Focus on Rare Disease
Responding to rare diseases has been the trigger both to scientific inquiry and to institutional action, with technological advances feeding into deeper understanding of pathologies and support provided in terms of funding, incentives, and research programmes. The scope for benefiting from greater cooperation in rare diseases is a perfect example both of the needs and of the advantages of a shift in European thinking.
Rare diseases starkly define many of the issues raised by the advance of medical science and the challenges facing healthcare systems. Although each disorder affects a small number of individuals, there are as many as seven thousand diseases already identified and classified as rare, with more constantly being identified as science and technology evolve – which makes the cumulative impact impressive, affecting 6% to 8% of the EU population. This means more than 30 million individuals, of which half are children. Many rare diseases are severe, chronic, and progressive, and for one-third of them, life expectancy is less than five years. So, this is a real European health issue – which offers both more possibilities of treatment from valuable innovations but intensely-focused clashes over treatment options and the associated regulatory and resources challenges [32].

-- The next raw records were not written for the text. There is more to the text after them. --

pub mod env;
pub mod types;

use std::path::Path;

use anyhow::{Context, Result};

pub use types::{Config, DnsConfig, HijackMode, ProxyConfig, ProxyMode, TunnelConfig, UdpConfig};

pub fn load_config(path: &str) -> Result<Config> {
    let content = load_config_content(path)?;
    parse_config(&content).with_context(|| format!("invalid config {}", path))
}

/// Read the file and expand environment references.
pub fn load_config_content(path: &str) -> Result<String> {
    let raw = std::fs::read_to_string(Path::new(path)).with_context(|| format!("failed to read {}", path))?;
    Ok(env::expand_env_vars(&raw))
}

pub fn parse_config(content: &str) -> Result<Config> {
    let config: Config = serde_yml::from_str(content)?;
    config.validate()?;
    Ok(config)
}

#[cfg(test)]
mod tests {
    use super::*;

    #[test]
    fn load_config_expands_env_and_validates() {
        let dir = tempfile::tempdir().unwrap();
        let path = dir.path().join("config.yaml");
        std::env::set_var("TUNRELAY_TEST_PROXY", "10.1.1.1:1080");
        std::fs::write(
            &path,
            "proxy:\n  mode: socks5\n  server: $TUNRELAY_TEST_PROXY\nudp:\n  queue_capacity: ${TUNRELAY_TEST_QUEUE:-4}\n",
        )
        .unwrap();

        let config = load_config(path.to_str().unwrap()).unwrap();
        assert_eq!(config.proxy.mode, ProxyMode::Socks5);
        assert_eq!(config.proxy.server.unwrap().to_string(), "10.1.1.1:1080");
        assert_eq!(config.udp.queue_capacity, 4);
        std::env::remove_var("TUNRELAY_TEST_PROXY");
    }

    #[test]
    fn missing_file_names_path() {
        let err = load_config("/nonexistent/tunrelay.yaml").unwrap_err();
        assert!(err.to_string().contains("/nonexistent/tunrelay.yaml"));
    }

    #[test]
    fn validation_failure_is_reported() {
        let err = parse_config("proxy:\n  mode: http\n").unwrap_err();
        assert!(err.to_string().contains("proxy.server"));
    }
}
//! Plain sockets to the original destination.

use std::io;
use std::net::{Shutdown, SocketAddr};
use std::rc::Rc;

use mio::net::UdpSocket;
use tracing::debug;

use super::interest::Registration;
use super::stream::TcpChannel;
use super::{Ready, SocketOps};
use crate::common::error::log_sock_error;
use crate::common::Dialer;

/// 直连出站：非阻塞 TCP
pub struct DirectTcp {
    ch: TcpChannel,
    target: Option<SocketAddr>,
}

impl DirectTcp {
    pub fn new(reg: Registration, dialer: Rc<Dialer>) -> Self {
        Self {
            ch: TcpChannel::new(reg, dialer),
            target: None,
        }
    }
}

impl DirectTcp {
    fn poll_open(&mut self, ready: Ready) -> io::Result<bool> {
        if !self.ch.poll_connect(ready)? {
            return Ok(false);
        }
        self.ch.open()?;
        Ok(true)
    }
}

impl SocketOps for DirectTcp {
    fn connect(&mut self, target: SocketAddr) -> io::Result<()> {
        self.target = Some(target);
        self.ch.connect(target)
    }

    fn recv(&mut self, buf: &mut [u8]) -> io::Result<usize> {
        self.ch.read(buf)
    }

    fn send(&mut self, buf: &[u8]) -> io::Result<usize> {
        self.ch.write(buf)
    }

    fn shutdown(&mut self, how: Shutdown) -> io::Result<()> {
        self.ch.shutdown(how)
    }

    fn evctl(&mut self, interest: Ready, enabled: bool) {
        self.ch.evctl(interest, enabled);
    }

    fn interest(&self) -> Ready {
        self.ch.interest()
    }

    fn handle_event(&mut self, ready: Ready) -> Ready {
        if self.ch.is_open() {
            return ready;
        }
        match self.poll_open(ready) {
            Ok(true) => {
                self.ch.set_internal(Ready::empty());
                debug!(target = ?self.target, "direct tcp connected");
                // 连接期间 relay 可能已登记任一方向
                Ready::IO | (ready & Ready::HUP)
            }
            Ok(false) => Ready::empty(),
            Err(e) => {
                log_sock_error("direct tcp connect", &e);
                Ready::ERROR
            }
        }
    }

    fn destroy(&mut self) {
        self.ch.destroy();
    }

    fn name(&self) -> &'static str {
        "direct-tcp"
    }
}

impl Drop for DirectTcp {
    fn drop(&mut self) {
        self.destroy();
    }
}

/// 直连出站：已 connect 的 UDP socket
pub struct DirectUdp {
    reg: Registration,
    dialer: Rc<Dialer>,
    socket: Option<UdpSocket>,
}

impl DirectUdp {
    pub fn new(reg: Registration, dialer: Rc<Dialer>) -> Self {
        Self {
            reg,
            dialer,
            socket: None,
        }
    }
}

impl SocketOps for DirectUdp {
    fn connect(&mut self, target: SocketAddr) -> io::Result<()> {
        let mut socket = self.dialer.udp(target)?;
        self.reg.register(&mut socket)?;
        self.socket = Some(socket);
        Ok(())
    }

    fn recv(&mut self, buf: &mut [u8]) -> io::Result<usize> {
        match self.socket.as_ref() {
            Some(socket) => socket.recv(buf),
            None => Err(io::ErrorKind::NotConnected.into()),
        }
    }

    fn send(&mut self, buf: &[u8]) -> io::Result<usize> {
        match self.socket.as_ref() {
            Some(socket) => socket.send(buf),
            None => Err(io::ErrorKind::NotConnected.into()),
        }
    }

    fn shutdown(&mut self, _how: Shutdown) -> io::Result<()> {
        Ok(())
    }

    fn evctl(&mut self, interest: Ready, enabled: bool) {
        if self.reg.set_user(interest, enabled) {
            if let Some(socket) = self.socket.as_mut() {
                if let Err(e) = self.reg.reregister(socket) {
                    log_sock_error("reregister", &e);
                }
            }
        }
    }

    fn interest(&self) -> Ready {
        self.reg.user()
    }

    fn destroy(&mut self) {
        if let Some(mut socket) = self.socket.take() {
            self.reg.deregister(&mut socket);
        }
    }

    fn name(&self) -> &'static str {
        "direct-udp"
    }
}

impl Drop for DirectUdp {
    fn drop(&mut self) {
        self.destroy();
    }
}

The high prevalence of genetic mutations underlying these rare or ultra-rare diseases, coupled with the increased availability of next generation sequencing (NGS) facilities in many diagnostic laboratories is improving and speeding up the diseases' recognition and makes it possible to anticipate the process of taking them into care. In some ways, since rare disease research is so much at the cutting-edge of science, it is a sort of epitome of the dilemma faced by health systems in taking advantage of personalised medicine.
Both national and European policies, including the creation of centres of expertise equipped with NGS tools and the creation of reference centres, are contributing to get faster diagnoses and treatments for rare diseases, and to develop concerned actions and research projects, raising new hopes for patients and their families. The increasing range of networking research is widening the availability of large patients' registries, cohorts, and datasets and the collection of genomic profiles, thus improving knowledge about the natural history of these disorders. An overview of some of the important stakeholders and projects in the field of rare diseases is provided in Table 8. It should, however, be stated that this list is non-exhaustive and that many more actors are actively involved in the field of rare diseases, both in Europe and a global scale.
Table 8.
Overview of the stakeholders in the field of rare diseases
| Barriers to integration of genomics into healthcare | Stakeholders at the European level | Potential action points |
|---|---|---|
| Data integration and interpretation | Elixir, BBMRI, bioinformatics research institutions | Integration, aggregation, and analysis of existing genomic datasets at the European level Oversight of the collection and analysis of new genomic data at the European level |
| Workforce capacity and capability | European medical universities, medical schools, academic hospitals | Integration of genomics and principles of personalised healthcare inside of the medical, nursing and healthcare curriculums Introduction of career-long education programmes regarding personalised healthcare and genomic medicine for practicing professionals |
| Public acceptability and government engagement | National, local, and regional governments at the member state levels European Union |
Introduction of outreach methods for the general public |
| Paucity of evidence for clinical utility | Research centers and funding institutions | Support and grants for studies aimed at producing clinical evidence |
| Cost-effectiveness | HTA institutions, healthcare payers | More transparency, data sharing, and exchange of best practices to support reimbursement of personalised healthcare and genomic technologies |
| Ethical and legislative issues | EU and country-level legislators, patient organizations, medical-ethical committees | Development of model for ethical guidance and coordination of personalised healthcare activities Compilation of rigorous ethical standards and best practices to support roll-out of genomic technologies |
As part of the general goal of the cooperation towards access to at least one million sequenced genomes in the EU by 2022, efforts are now underway to provide access to existing and future databases dedicated to rare diseases in Europe through a federated environment that respects security and privacy. A working group formed as part of the EU1MG project is identifying current national or European pilot projects, with a view to proposing a database, EU tools, and additional pilot projects that can show the merits of sharing within the rare-disease area. It is taking account of the broadest range of needs: end-users/patients, research, healthcare, and industry stakeholders, including disease-gene discovery, mechanism study, diagnostics, therapy, prevention, and knowledge building.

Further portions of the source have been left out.